SUPPLIED MATERIAL >>
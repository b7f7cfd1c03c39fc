use async_trait::async_trait;

use parley_core::engine::{AdapterError, CapabilityDispatcher};
use parley_core::types::{CapabilityKind, CapabilityReply};

use crate::news::NewsAdapter;
use crate::phone::PhoneValidationAdapter;
use crate::screenshot::ScreenshotAdapter;
use crate::video_search::VideoSearchAdapter;
use crate::web_search::WebSearchAdapter;

/// API credentials for the five data backends.
#[derive(Debug, Clone, Default)]
pub struct BackendConfig {
    pub news_api_key: String,
    pub numverify_api_key: String,
    pub abstract_api_key: String,
    pub google_api_key: String,
    pub search_engine_id: String,
    pub youtube_api_key: String,
}

/// The concrete capability set: one adapter per backend, selected by the
/// routing decision's kind. Exactly one adapter is invoked per dispatch.
pub struct CapabilityClient {
    news: NewsAdapter,
    phone: PhoneValidationAdapter,
    screenshot: ScreenshotAdapter,
    web: WebSearchAdapter,
    video: VideoSearchAdapter,
}

impl CapabilityClient {
    pub fn new(config: BackendConfig) -> Self {
        Self {
            news: NewsAdapter::new(config.news_api_key),
            phone: PhoneValidationAdapter::new(config.numverify_api_key),
            screenshot: ScreenshotAdapter::new(config.abstract_api_key),
            web: WebSearchAdapter::new(config.google_api_key, config.search_engine_id),
            video: VideoSearchAdapter::new(config.youtube_api_key),
        }
    }
}

#[async_trait]
impl CapabilityDispatcher for CapabilityClient {
    async fn dispatch(
        &self,
        kind: CapabilityKind,
        argument: &str,
    ) -> Result<CapabilityReply, AdapterError> {
        match kind {
            CapabilityKind::News => Ok(CapabilityReply::News(self.news.search(argument).await?)),
            CapabilityKind::PhoneValidation => {
                Ok(CapabilityReply::Phone(self.phone.validate(argument).await?))
            }
            CapabilityKind::Screenshot => Ok(CapabilityReply::Screenshot(
                self.screenshot.capture(argument).await?,
            )),
            CapabilityKind::WebSearch => Ok(CapabilityReply::Web(self.web.search(argument).await?)),
            CapabilityKind::VideoSearch => {
                Ok(CapabilityReply::Video(self.video.search(argument).await?))
            }
        }
    }
}
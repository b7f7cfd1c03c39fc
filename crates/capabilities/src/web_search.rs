use parley_core::engine::AdapterError;
use parley_core::types::SearchHit;
use serde::Deserialize;

const DEFAULT_BASE_URL: &str = "https://www.googleapis.com";
const MAX_RESULTS: usize = 5;

// Google omits `items` entirely when a query has no results.
#[derive(Debug, Deserialize)]
struct CustomSearchResponse {
    #[serde(default)]
    items: Vec<CustomSearchItem>,
}

#[derive(Debug, Deserialize)]
struct CustomSearchItem {
    #[serde(default)]
    title: String,
    #[serde(default)]
    snippet: String,
    #[serde(default)]
    link: String,
}

/// General web search via Google Custom Search.
pub struct WebSearchAdapter {
    client: reqwest::Client,
    base_url: String,
    api_key: String,
    search_engine_id: String,
}

impl WebSearchAdapter {
    pub fn new(api_key: String, search_engine_id: String) -> Self {
        Self::with_base_url(api_key, search_engine_id, DEFAULT_BASE_URL.to_string())
    }

    pub fn with_base_url(api_key: String, search_engine_id: String, base_url: String) -> Self {
        Self {
            client: reqwest::Client::new(),
            base_url,
            api_key,
            search_engine_id,
        }
    }

    pub async fn search(&self, query: &str) -> Result<Vec<SearchHit>, AdapterError> {
        let url = self.request_url(query);
        tracing::debug!("web search request for '{}'", query);

        let response = self
            .client
            .get(&url)
            .send()
            .await
            .map_err(|e| AdapterError::Http(e.to_string()))?;

        if !response.status().is_success() {
            let status = response.status();
            let text = response.text().await.unwrap_or_default();
            return Err(AdapterError::Api(format!("{}: {}", status, text)));
        }

        let parsed: CustomSearchResponse = response
            .json()
            .await
            .map_err(|e| AdapterError::Parse(e.to_string()))?;

        Ok(parsed
            .items
            .into_iter()
            .take(MAX_RESULTS)
            .map(|item| SearchHit {
                title: item.title,
                snippet: item.snippet,
                link: item.link,
            })
            .collect())
    }

    fn request_url(&self, query: &str) -> String {
        format!(
            "{}/customsearch/v1?key={}&cx={}&q={}",
            self.base_url.trim_end_matches('/'),
            self.api_key,
            self.search_engine_id,
            urlencoding::encode(query)
        )
    }
}
use std::path::{Path, PathBuf};

use thiserror::Error;
use tokio::fs;

use crate::types::TranscriptData;

#[derive(Debug, Error)]
pub enum MemoryError {
    #[error("IO error: {0}")]
    Io(#[from] std::io::Error),
    #[error("Serialization error: {0}")]
    Serialization(#[from] serde_json::Error),
}

/// File-backed persistence for conversation transcripts.
///
/// One JSON file per chat under the base directory. Whether a transcript is
/// saved at all is the caller's decision (the `save_chats_locally` setting);
/// this store only knows how to read and write them.
pub struct TranscriptStore {
    base_path: PathBuf,
}

impl TranscriptStore {
    pub fn new<P: AsRef<Path>>(base_path: P) -> Self {
        Self {
            base_path: base_path.as_ref().to_path_buf(),
        }
    }

    pub async fn initialize(&self) -> Result<(), MemoryError> {
        fs::create_dir_all(&self.base_path).await?;
        tracing::info!("Transcript store initialized at {:?}", self.base_path);
        Ok(())
    }

    /// Load a transcript, or the default empty one if none is stored yet.
    pub async fn load(&self, chat_id: &str) -> Result<TranscriptData, MemoryError> {
        let path = self.transcript_path(chat_id);

        if !path.exists() {
            tracing::info!("No stored transcript for chat: {}", chat_id);
            return Ok(TranscriptData::default());
        }

        let content = fs::read_to_string(&path).await?;
        let data: TranscriptData = serde_json::from_str(&content)?;

        tracing::info!(
            "Loaded transcript for chat {} ({} turns)",
            chat_id,
            data.turns.len()
        );
        Ok(data)
    }

    pub async fn save(&self, chat_id: &str, data: &TranscriptData) -> Result<(), MemoryError> {
        let path = self.transcript_path(chat_id);

        // Atomic write: write to temp file, then rename
        let temp_path = path.with_extension("tmp");
        let content = serde_json::to_string_pretty(data)?;

        fs::write(&temp_path, content).await?;
        fs::rename(&temp_path, &path).await?;

        tracing::debug!("Saved transcript for chat: {}", chat_id);
        Ok(())
    }

    pub async fn delete(&self, chat_id: &str) -> Result<(), MemoryError> {
        let path = self.transcript_path(chat_id);
        if path.exists() {
            fs::remove_file(&path).await?;
            tracing::info!("Deleted transcript for chat: {}", chat_id);
        }
        Ok(())
    }

    fn transcript_path(&self, chat_id: &str) -> PathBuf {
        self.base_path.join(format!("{}.json", chat_id))
    }
}

#[cfg(test)]
mod tests {
    use super::*;
    use crate::types::ChatTurn;

    #[tokio::test]
    async fn test_transcript_lifecycle() {
        let temp_dir = tempfile::tempdir().unwrap();
        let store = TranscriptStore::new(temp_dir.path());

        store.initialize().await.unwrap();

        let mut data = store.load("default").await.unwrap();
        assert_eq!(data.title, "New Chat");
        assert!(data.turns.is_empty());

        data.turns.push(ChatTurn::user("hello"));
        data.turns.push(ChatTurn::bot("hi there"));
        data.title = "Greetings".to_string();

        store.save("default", &data).await.unwrap();

        let loaded = store.load("default").await.unwrap();
        assert_eq!(loaded.title, "Greetings");
        assert_eq!(loaded.turns.len(), 2);
        assert_eq!(loaded.turns[0].text, "hello");

        store.delete("default").await.unwrap();
        let fresh = store.load("default").await.unwrap();
        assert!(fresh.turns.is_empty());
    }

    #[tokio::test]
    async fn test_save_overwrites_previous_transcript() {
        let temp_dir = tempfile::tempdir().unwrap();
        let store = TranscriptStore::new(temp_dir.path());
        store.initialize().await.unwrap();

        let mut data = TranscriptData::default();
        data.turns.push(ChatTurn::user("first"));
        store.save("chat", &data).await.unwrap();

        // Full replace, not merge
        let replacement = TranscriptData::default();
        store.save("chat", &replacement).await.unwrap();

        let loaded = store.load("chat").await.unwrap();
        assert!(loaded.turns.is_empty());
    }

    #[tokio::test]
    async fn test_delete_missing_transcript_is_ok() {
        let temp_dir = tempfile::tempdir().unwrap();
        let store = TranscriptStore::new(temp_dir.path());
        store.initialize().await.unwrap();

        assert!(store.delete("never-saved").await.is_ok());
    }
}
use parley_core::engine::AdapterError;
use parley_core::types::NewsArticle;
use serde::Deserialize;

const DEFAULT_BASE_URL: &str = "https://newsapi.org/v2";
const PAGE_SIZE: usize = 5;

#[derive(Debug, Deserialize)]
struct NewsApiResponse {
    #[serde(default)]
    articles: Vec<NewsApiArticle>,
}

#[derive(Debug, Deserialize)]
struct NewsApiArticle {
    #[serde(default)]
    title: String,
    description: Option<String>,
    #[serde(default)]
    url: String,
}

/// Article search against the NewsAPI `everything` endpoint.
pub struct NewsAdapter {
    client: reqwest::Client,
    base_url: String,
    api_key: String,
}

impl NewsAdapter {
    pub fn new(api_key: String) -> Self {
        Self::with_base_url(api_key, DEFAULT_BASE_URL.to_string())
    }

    pub fn with_base_url(api_key: String, base_url: String) -> Self {
        Self {
            client: reqwest::Client::new(),
            base_url,
            api_key,
        }
    }

    /// Top articles for the query. An empty list means the backend had no
    /// matching articles; errors mean it could not be asked.
    pub async fn search(&self, query: &str) -> Result<Vec<NewsArticle>, AdapterError> {
        let url = self.request_url(query);
        tracing::debug!("news request for '{}'", query);

        let response = self
            .client
            .get(&url)
            .send()
            .await
            .map_err(|e| AdapterError::Http(e.to_string()))?;

        if !response.status().is_success() {
            let status = response.status();
            let text = response.text().await.unwrap_or_default();
            return Err(AdapterError::Api(format!("{}: {}", status, text)));
        }

        let parsed: NewsApiResponse = response
            .json()
            .await
            .map_err(|e| AdapterError::Parse(e.to_string()))?;

        Ok(parsed
            .articles
            .into_iter()
            .map(|article| NewsArticle {
                title: article.title,
                description: article.description.unwrap_or_default(),
                url: article.url,
            })
            .collect())
    }

    fn request_url(&self, query: &str) -> String {
        format!(
            "{}/everything?q={}&apiKey={}&pageSize={}",
            self.base_url.trim_end_matches('/'),
            urlencoding::encode(query),
            self.api_key,
            PAGE_SIZE
        )
    }
}
use base64::{engine::general_purpose::STANDARD, Engine as _};
use parley_core::engine::AdapterError;
use parley_core::types::ScreenshotImage;

const DEFAULT_BASE_URL: &str = "https://screenshot.abstractapi.com/v1";

/// Website screenshot capture via the Abstract API. The rendered PNG comes
/// back as raw bytes and is re-encoded into a data URI so the reply can
/// embed it directly.
pub struct ScreenshotAdapter {
    client: reqwest::Client,
    base_url: String,
    api_key: String,
}

impl ScreenshotAdapter {
    pub fn new(api_key: String) -> Self {
        Self::with_base_url(api_key, DEFAULT_BASE_URL.to_string())
    }

    pub fn with_base_url(api_key: String, base_url: String) -> Self {
        Self {
            client: reqwest::Client::new(),
            base_url,
            api_key,
        }
    }

    pub async fn capture(&self, target_url: &str) -> Result<ScreenshotImage, AdapterError> {
        let url = self.request_url(target_url);
        tracing::debug!("screenshot request for '{}'", target_url);

        let response = self
            .client
            .get(&url)
            .send()
            .await
            .map_err(|e| AdapterError::Http(e.to_string()))?;

        if !response.status().is_success() {
            let status = response.status();
            let text = response.text().await.unwrap_or_default();
            return Err(AdapterError::Api(format!("{}: {}", status, text)));
        }

        let bytes = response
            .bytes()
            .await
            .map_err(|e| AdapterError::Http(e.to_string()))?;

        Ok(ScreenshotImage {
            data_uri: to_data_uri(&bytes),
        })
    }

    fn request_url(&self, target_url: &str) -> String {
        format!(
            "{}/?api_key={}&url={}",
            self.base_url.trim_end_matches('/'),
            self.api_key,
            urlencoding::encode(target_url)
        )
    }
}

fn to_data_uri(bytes: &[u8]) -> String {
    format!("data:image/png;base64,{}", STANDARD.encode(bytes))
}
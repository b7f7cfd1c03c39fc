//! Turn engine: routes one utterance, invokes the selected backend, and
//! normalizes every outcome into a single reply string.

use std::sync::Arc;

use async_trait::async_trait;
use thiserror::Error;

use parley_memory::ChatTurn;

use crate::formatter;
use crate::router;
use crate::types::{CapabilityKind, CapabilityReply, ResponseMode, RoutingDecision, Verbosity};

/// Failure of a capability backend call. `Http` covers transport faults,
/// `Api` non-success statuses, `Parse` undecodable payloads. Distinct from
/// an empty result list, which is a valid outcome.
#[derive(Debug, Error)]
pub enum AdapterError {
    #[error("HTTP error: {0}")]
    Http(String),
    #[error("API error: {0}")]
    Api(String),
    #[error("Parse error: {0}")]
    Parse(String),
}

/// Failure of the generative backend. A response with no candidate content
/// is treated the same as a transport failure by callers.
#[derive(Debug, Error)]
pub enum ResponderError {
    #[error("HTTP error: {0}")]
    Http(String),
    #[error("API error: {0}")]
    Api(String),
    #[error("Parse error: {0}")]
    Parse(String),
    #[error("No candidate content in response")]
    EmptyResponse,
}

#[async_trait]
pub trait CapabilityDispatcher: Send + Sync {
    async fn dispatch(
        &self,
        kind: CapabilityKind,
        argument: &str,
    ) -> Result<CapabilityReply, AdapterError>;
}

#[async_trait]
pub trait GenerativeResponder: Send + Sync {
    /// The current utterance is ignored in title mode; history is the full
    /// transcript the caller wants the backend to see.
    async fn respond(
        &self,
        utterance: &str,
        history: &[ChatTurn],
        mode: ResponseMode,
    ) -> Result<String, ResponderError>;
}

/// Fixed reply when the generative backend fails in reply mode.
pub const REPLY_FALLBACK: &str = "Sorry, there was an error. Please try again later.";

/// Fixed title when title generation fails.
pub const TITLE_FALLBACK: &str = "Untitled Chat";

pub struct ChatEngine {
    dispatcher: Arc<dyn CapabilityDispatcher>,
    responder: Arc<dyn GenerativeResponder>,
}

impl ChatEngine {
    pub fn new(
        dispatcher: Arc<dyn CapabilityDispatcher>,
        responder: Arc<dyn GenerativeResponder>,
    ) -> Self {
        Self {
            dispatcher,
            responder,
        }
    }

    /// Produce the bot reply for one utterance.
    ///
    /// Never fails: every backend error is converted to a user-visible
    /// string here. At most one capability call and one generative call are
    /// made per invocation.
    pub async fn reply(
        &self,
        utterance: &str,
        history: &[ChatTurn],
        verbosity: Verbosity,
    ) -> String {
        match router::route(utterance) {
            RoutingDecision::Capability { kind, argument } => {
                tracing::debug!("Routed to {} with argument '{}'", kind.as_str(), argument);
                self.capability_reply(kind, &argument, utterance, history, verbosity)
                    .await
            }
            RoutingDecision::Generative => {
                self.generative_reply(utterance, history, verbosity).await
            }
        }
    }

    /// Summarize the conversation into a short display title.
    pub async fn title(&self, history: &[ChatTurn]) -> String {
        match self.responder.respond("", history, ResponseMode::Title).await {
            Ok(text) if !text.trim().is_empty() => text,
            Ok(_) => {
                tracing::warn!("Title generation returned blank text");
                TITLE_FALLBACK.to_string()
            }
            Err(e) => {
                tracing::warn!("Title generation failed: {}", e);
                TITLE_FALLBACK.to_string()
            }
        }
    }

    async fn capability_reply(
        &self,
        kind: CapabilityKind,
        argument: &str,
        utterance: &str,
        history: &[ChatTurn],
        verbosity: Verbosity,
    ) -> String {
        match self.dispatcher.dispatch(kind, argument).await {
            Ok(reply) if !reply.is_empty() => formatter::format(argument, &reply),
            Ok(_) => {
                // Zero results degrade to a plain chat answer for the
                // original utterance, not a "no results" message.
                tracing::debug!(
                    "{} returned no results for '{}', falling back to generative reply",
                    kind.as_str(),
                    argument
                );
                self.generative_reply(utterance, history, verbosity).await
            }
            Err(e) => {
                tracing::warn!("{} capability failed: {}", kind.as_str(), e);
                match kind {
                    CapabilityKind::PhoneValidation => {
                        formatter::PHONE_FAILURE_REPLY.to_string()
                    }
                    CapabilityKind::Screenshot => {
                        formatter::SCREENSHOT_FAILURE_REPLY.to_string()
                    }
                    // The list-shaped capabilities degrade the same way an
                    // empty result does.
                    CapabilityKind::News
                    | CapabilityKind::WebSearch
                    | CapabilityKind::VideoSearch => {
                        self.generative_reply(utterance, history, verbosity).await
                    }
                }
            }
        }
    }

    async fn generative_reply(
        &self,
        utterance: &str,
        history: &[ChatTurn],
        verbosity: Verbosity,
    ) -> String {
        match self
            .responder
            .respond(utterance, history, ResponseMode::Reply(verbosity))
            .await
        {
            Ok(text) if !text.trim().is_empty() => text,
            Ok(_) => {
                tracing::warn!("Generative backend returned blank text");
                REPLY_FALLBACK.to_string()
            }
            Err(e) => {
                tracing::warn!("Generative reply failed: {}", e);
                REPLY_FALLBACK.to_string()
            }
        }
    }
}
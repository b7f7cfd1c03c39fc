//! Generative client for the Google Generative Language `generateContent`
//! endpoint.

use std::time::Duration;

use async_trait::async_trait;
use serde::{Deserialize, Serialize};

use parley_core::engine::{GenerativeResponder, ResponderError};
use parley_core::types::ResponseMode;
use parley_memory::ChatTurn;

use crate::instructions;

pub const DEFAULT_BASE_URL: &str = "https://generativelanguage.googleapis.com";
const DEFAULT_MODEL: &str = "gemini-pro";

#[derive(Debug, Serialize)]
struct GenerateContentRequest {
    contents: Vec<Content>,
}

#[derive(Debug, Serialize, Deserialize)]
struct Content {
    parts: Vec<Part>,
}

#[derive(Debug, Serialize, Deserialize)]
struct Part {
    text: String,
}

#[derive(Debug, Deserialize)]
struct GenerateContentResponse {
    #[serde(default)]
    candidates: Vec<Candidate>,
}

#[derive(Debug, Deserialize)]
struct Candidate {
    content: Content,
}

/// Stateless client: the whole prompt (instruction, flattened history,
/// current utterance) is rebuilt per call from the inputs.
pub struct GeminiClient {
    client: reqwest::Client,
    base_url: String,
    api_key: String,
    model: String,
}

impl GeminiClient {
    pub fn new(api_key: String) -> Self {
        Self::with_base_url(api_key, DEFAULT_BASE_URL.to_string())
    }

    pub fn with_base_url(api_key: String, base_url: String) -> Self {
        let client = reqwest::Client::builder()
            .timeout(Duration::from_secs(60))
            .build()
            .unwrap_or_else(|_| reqwest::Client::new());

        Self {
            client,
            base_url,
            api_key,
            model: DEFAULT_MODEL.to_string(),
        }
    }

    fn request_body(utterance: &str, history: &[ChatTurn], mode: ResponseMode) -> GenerateContentRequest {
        let flattened = history
            .iter()
            .map(ChatTurn::transcript_line)
            .collect::<Vec<_>>()
            .join("\n");

        let mut parts = vec![
            Part {
                text: instructions::for_mode(mode).to_string(),
            },
            Part {
                text: format!("Chat history:\n{}", flattened),
            },
        ];

        // The current utterance is omitted entirely in title mode; the
        // title is derived from the transcript alone.
        if let ResponseMode::Reply(_) = mode {
            parts.push(Part {
                text: format!("User: {}", utterance),
            });
        }

        GenerateContentRequest {
            contents: vec![Content { parts }],
        }
    }

    fn request_url(&self) -> String {
        format!(
            "{}/v1beta/models/{}:generateContent?key={}",
            self.base_url.trim_end_matches('/'),
            self.model,
            self.api_key
        )
    }
}

#[async_trait]
impl GenerativeResponder for GeminiClient {
    async fn respond(
        &self,
        utterance: &str,
        history: &[ChatTurn],
        mode: ResponseMode,
    ) -> Result<String, ResponderError> {
        let body = Self::request_body(utterance, history, mode);
        tracing::debug!(
            "generative request: mode={:?}, history_turns={}",
            mode,
            history.len()
        );

        let response = self
            .client
            .post(self.request_url())
            .json(&body)
            .send()
            .await
            .map_err(|e| {
                if e.is_connect() || e.is_timeout() {
                    ResponderError::Http("Network connection failed".to_string())
                } else {
                    ResponderError::Http(format!("HTTP request failed: {}", e))
                }
            })?;

        if !response.status().is_success() {
            let status = response.status();
            let text = response.text().await.unwrap_or_default();
            return Err(ResponderError::Api(format!("{}: {}", status, text)));
        }

        let parsed: GenerateContentResponse = response
            .json()
            .await
            .map_err(|e| ResponderError::Parse(e.to_string()))?;

        let text = parsed
            .candidates
            .first()
            .and_then(|candidate| candidate.content.parts.first())
            .map(|part| part.text.as_str())
            .ok_or(ResponderError::EmptyResponse)?;

        let cleaned = strip_self_identification(text);
        if cleaned.is_empty() {
            return Err(ResponderError::EmptyResponse);
        }

        Ok(cleaned.to_string())
    }
}

/// Drop a leading `"Gemini:"`-style self-identification the model sometimes
/// prepends, plus surrounding whitespace.
fn strip_self_identification(text: &str) -> &str {
    let trimmed = text.trim();
    let bytes = trimmed.as_bytes();
    const PREFIX: &[u8] = b"gemini:";
    if bytes.len() >= PREFIX.len() && bytes[..PREFIX.len()].eq_ignore_ascii_case(PREFIX) {
        trimmed[PREFIX.len()..].trim_start()
    } else {
        trimmed
    }
}
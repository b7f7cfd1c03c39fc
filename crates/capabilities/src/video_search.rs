use parley_core::engine::AdapterError;
use parley_core::types::VideoHit;
use serde::Deserialize;

const DEFAULT_BASE_URL: &str = "https://www.googleapis.com";
const MAX_RESULTS: usize = 5;

#[derive(Debug, Deserialize)]
struct YouTubeSearchResponse {
    #[serde(default)]
    items: Vec<YouTubeItem>,
}

#[derive(Debug, Default, Deserialize)]
struct YouTubeItem {
    #[serde(default)]
    id: YouTubeId,
    #[serde(default)]
    snippet: YouTubeSnippet,
}

#[derive(Debug, Default, Deserialize)]
struct YouTubeId {
    #[serde(rename = "videoId", default)]
    video_id: String,
}

#[derive(Debug, Default, Deserialize)]
struct YouTubeSnippet {
    #[serde(default)]
    title: String,
    #[serde(default)]
    description: String,
    #[serde(default)]
    thumbnails: Thumbnails,
}

#[derive(Debug, Default, Deserialize)]
struct Thumbnails {
    #[serde(default)]
    medium: Thumbnail,
}

#[derive(Debug, Default, Deserialize)]
struct Thumbnail {
    #[serde(default)]
    url: String,
}

/// Video search via the YouTube Data API.
pub struct VideoSearchAdapter {
    client: reqwest::Client,
    base_url: String,
    api_key: String,
}

impl VideoSearchAdapter {
    pub fn new(api_key: String) -> Self {
        Self::with_base_url(api_key, DEFAULT_BASE_URL.to_string())
    }

    pub fn with_base_url(api_key: String, base_url: String) -> Self {
        Self {
            client: reqwest::Client::new(),
            base_url,
            api_key,
        }
    }

    pub async fn search(&self, query: &str) -> Result<Vec<VideoHit>, AdapterError> {
        let url = self.request_url(query);
        tracing::debug!("video search request for '{}'", query);

        let response = self
            .client
            .get(&url)
            .send()
            .await
            .map_err(|e| AdapterError::Http(e.to_string()))?;

        if !response.status().is_success() {
            let status = response.status();
            let text = response.text().await.unwrap_or_default();
            return Err(AdapterError::Api(format!("{}: {}", status, text)));
        }

        let parsed: YouTubeSearchResponse = response
            .json()
            .await
            .map_err(|e| AdapterError::Parse(e.to_string()))?;

        Ok(hits_from(parsed))
    }

    fn request_url(&self, query: &str) -> String {
        format!(
            "{}/youtube/v3/search?part=snippet&maxResults={}&q={}&type=video&key={}",
            self.base_url.trim_end_matches('/'),
            MAX_RESULTS,
            urlencoding::encode(query),
            self.api_key
        )
    }
}

fn hits_from(parsed: YouTubeSearchResponse) -> Vec<VideoHit> {
    parsed
        .items
        .into_iter()
        .filter(|item| !item.id.video_id.is_empty())
        .map(|item| VideoHit {
            title: item.snippet.title,
            description: item.snippet.description,
            video_id: item.id.video_id,
            thumbnail_url: item.snippet.thumbnails.medium.url,
        })
        .collect()
}
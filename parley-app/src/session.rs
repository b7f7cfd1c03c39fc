//! Chat session: owns the conversation log and drives one turn at a time.

use thiserror::Error;

use parley_core::engine::ChatEngine;
use parley_memory::{ChatTurn, MemoryError, TranscriptData, TranscriptStore};

use crate::config::Settings;

#[derive(Debug, Error)]
pub enum SessionError {
    #[error("Message is empty")]
    EmptyMessage,
    #[error("Storage error: {0}")]
    Storage(#[from] MemoryError),
    #[error("No failed message to retry")]
    NothingToRetry,
}

/// One open conversation.
///
/// All turn handling goes through `&mut self`, so a second submission
/// cannot start while a prior one is still in flight. Backend failures
/// never surface here (the engine converts them to reply strings); the
/// only fallible part of a turn is the session's own orchestration, and
/// that failure is retryable.
pub struct ChatSession {
    engine: ChatEngine,
    store: TranscriptStore,
    settings: Settings,
    chat_id: String,
    transcript: TranscriptData,
    last_failed: Option<String>,
}

impl ChatSession {
    /// Open a session, restoring the persisted transcript when the user has
    /// local saving enabled.
    pub async fn open(
        engine: ChatEngine,
        store: TranscriptStore,
        settings: Settings,
        chat_id: String,
    ) -> Result<Self, SessionError> {
        store.initialize().await?;
        let transcript = if settings.save_chats_locally {
            store.load(&chat_id).await?
        } else {
            TranscriptData::default()
        };

        Ok(Self {
            engine,
            store,
            settings,
            chat_id,
            transcript,
            last_failed: None,
        })
    }

    pub fn title(&self) -> &str {
        &self.transcript.title
    }

    pub fn turns(&self) -> &[ChatTurn] {
        &self.transcript.turns
    }

    /// Handle one user message and return the bot reply.
    pub async fn submit(&mut self, input: &str) -> Result<String, SessionError> {
        let input = input.trim().to_string();
        if input.is_empty() {
            return Err(SessionError::EmptyMessage);
        }

        let turns_before = self.transcript.turns.len();
        let title_before = self.transcript.title.clone();

        match self.run_turn(&input).await {
            Ok(reply) => {
                self.last_failed = None;
                Ok(reply)
            }
            Err(e) => {
                // Roll back so a retry replays the turn from the same state
                self.transcript.turns.truncate(turns_before);
                self.transcript.title = title_before;
                self.last_failed = Some(input);
                Err(e)
            }
        }
    }

    /// Replay the most recent failed submission.
    pub async fn retry(&mut self) -> Result<String, SessionError> {
        let input = self
            .last_failed
            .take()
            .ok_or(SessionError::NothingToRetry)?;
        self.submit(&input).await
    }

    /// Start over: the log is replaced wholesale, not mutated turn by turn.
    pub async fn new_chat(&mut self) -> Result<(), SessionError> {
        self.transcript = TranscriptData::default();
        self.last_failed = None;
        self.persist().await
    }

    async fn run_turn(&mut self, input: &str) -> Result<String, SessionError> {
        let first_exchange = self.transcript.turns.is_empty();

        // The responder sees the transcript as it stood before this turn;
        // the new user turn rides along as the labeled current utterance.
        let history = self.transcript.turns.clone();
        self.transcript.turns.push(ChatTurn::user(input));

        let reply = self
            .engine
            .reply(input, &history, self.settings.ai_response_length)
            .await;
        self.transcript.turns.push(ChatTurn::bot(reply.as_str()));

        // The title request is chained after the reply is already in the
        // log, and happens only on a conversation's first exchange.
        if first_exchange {
            self.transcript.title = self.engine.title(&self.transcript.turns).await;
        }

        self.persist().await?;
        Ok(reply)
    }

    async fn persist(&self) -> Result<(), SessionError> {
        if !self.settings.save_chats_locally {
            return Ok(());
        }
        self.store.save(&self.chat_id, &self.transcript).await?;
        Ok(())
    }
}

PROBLEM STATEMENT >>
Please copy out every line in the listing that has the string "description".

SOLUTION >>
    description: Option<String>,
                description: article.description.unwrap_or_default(),
    description: String,
            description: item.snippet.description,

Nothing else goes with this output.